_EXERCISE DIRECTIONS_
Go over the data and copy out each line with "command" in it.

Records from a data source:
*** Begin section ***

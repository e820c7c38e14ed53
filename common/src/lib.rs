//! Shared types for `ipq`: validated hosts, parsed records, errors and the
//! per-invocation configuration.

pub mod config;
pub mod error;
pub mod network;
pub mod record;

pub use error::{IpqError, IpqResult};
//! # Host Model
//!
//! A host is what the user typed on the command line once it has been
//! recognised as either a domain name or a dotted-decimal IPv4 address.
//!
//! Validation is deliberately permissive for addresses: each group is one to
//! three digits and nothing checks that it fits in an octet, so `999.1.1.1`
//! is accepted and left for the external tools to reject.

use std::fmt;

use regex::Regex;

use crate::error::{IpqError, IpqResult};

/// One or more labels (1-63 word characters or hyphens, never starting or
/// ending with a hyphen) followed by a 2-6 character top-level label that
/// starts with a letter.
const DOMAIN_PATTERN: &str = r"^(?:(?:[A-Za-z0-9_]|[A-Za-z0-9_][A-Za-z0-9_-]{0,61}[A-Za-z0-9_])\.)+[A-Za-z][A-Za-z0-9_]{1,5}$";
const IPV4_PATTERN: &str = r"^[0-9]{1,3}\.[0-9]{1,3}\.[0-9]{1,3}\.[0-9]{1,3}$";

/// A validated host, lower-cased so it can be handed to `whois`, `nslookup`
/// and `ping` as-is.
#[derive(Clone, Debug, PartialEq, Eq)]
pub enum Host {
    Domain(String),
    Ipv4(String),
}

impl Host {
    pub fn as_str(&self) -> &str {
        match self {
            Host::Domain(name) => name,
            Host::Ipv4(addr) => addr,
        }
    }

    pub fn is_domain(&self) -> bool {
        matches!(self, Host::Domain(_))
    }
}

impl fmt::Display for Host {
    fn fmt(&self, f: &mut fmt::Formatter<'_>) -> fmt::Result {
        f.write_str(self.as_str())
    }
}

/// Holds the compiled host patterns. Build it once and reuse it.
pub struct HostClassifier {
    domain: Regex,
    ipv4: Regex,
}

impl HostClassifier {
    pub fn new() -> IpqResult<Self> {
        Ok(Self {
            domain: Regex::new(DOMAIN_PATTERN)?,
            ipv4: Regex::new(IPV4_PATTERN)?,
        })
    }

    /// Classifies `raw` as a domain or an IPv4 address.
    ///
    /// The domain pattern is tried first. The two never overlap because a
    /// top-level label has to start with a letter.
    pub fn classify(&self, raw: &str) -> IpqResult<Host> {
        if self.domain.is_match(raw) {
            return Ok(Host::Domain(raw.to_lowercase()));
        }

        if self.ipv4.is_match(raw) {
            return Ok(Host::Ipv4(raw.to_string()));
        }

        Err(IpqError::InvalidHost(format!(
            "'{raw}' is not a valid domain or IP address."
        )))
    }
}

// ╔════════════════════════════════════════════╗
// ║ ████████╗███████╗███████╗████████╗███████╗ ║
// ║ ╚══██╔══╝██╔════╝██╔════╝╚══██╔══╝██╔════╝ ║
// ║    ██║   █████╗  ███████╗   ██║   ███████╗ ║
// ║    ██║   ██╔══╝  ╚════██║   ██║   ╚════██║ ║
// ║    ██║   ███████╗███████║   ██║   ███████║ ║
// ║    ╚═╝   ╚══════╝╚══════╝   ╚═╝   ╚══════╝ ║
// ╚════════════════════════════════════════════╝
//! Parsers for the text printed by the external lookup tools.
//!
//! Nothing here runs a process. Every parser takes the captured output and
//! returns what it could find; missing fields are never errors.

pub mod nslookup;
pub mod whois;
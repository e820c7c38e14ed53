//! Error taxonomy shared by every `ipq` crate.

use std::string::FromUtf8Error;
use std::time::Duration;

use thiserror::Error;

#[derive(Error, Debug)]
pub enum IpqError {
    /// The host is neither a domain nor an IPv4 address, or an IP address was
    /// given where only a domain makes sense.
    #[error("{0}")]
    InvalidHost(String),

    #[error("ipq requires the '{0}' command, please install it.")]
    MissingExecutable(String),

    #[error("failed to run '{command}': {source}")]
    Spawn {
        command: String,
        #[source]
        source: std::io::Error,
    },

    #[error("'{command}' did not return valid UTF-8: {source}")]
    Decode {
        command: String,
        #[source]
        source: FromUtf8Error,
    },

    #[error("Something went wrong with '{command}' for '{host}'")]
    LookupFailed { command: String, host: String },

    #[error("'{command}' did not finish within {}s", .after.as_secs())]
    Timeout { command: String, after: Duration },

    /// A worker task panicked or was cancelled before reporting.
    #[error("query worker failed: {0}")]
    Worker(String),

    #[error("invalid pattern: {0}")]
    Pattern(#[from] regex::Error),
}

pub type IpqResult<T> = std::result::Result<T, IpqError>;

*** End section ***

_RESPONSE TO THIS EXERCISE_
//! A host is what the user typed on the command line once it has been
    #[error("ipq requires the '{0}' command, please install it.")]
    #[error("failed to run '{command}': {source}")]
        command: String,
    #[error("'{command}' did not return valid UTF-8: {source}")]
        command: String,
    #[error("Something went wrong with '{command}' for '{host}'")]
    LookupFailed { command: String, host: String },
    #[error("'{command}' did not finish within {}s", .after.as_secs())]
    Timeout { command: String, after: Duration },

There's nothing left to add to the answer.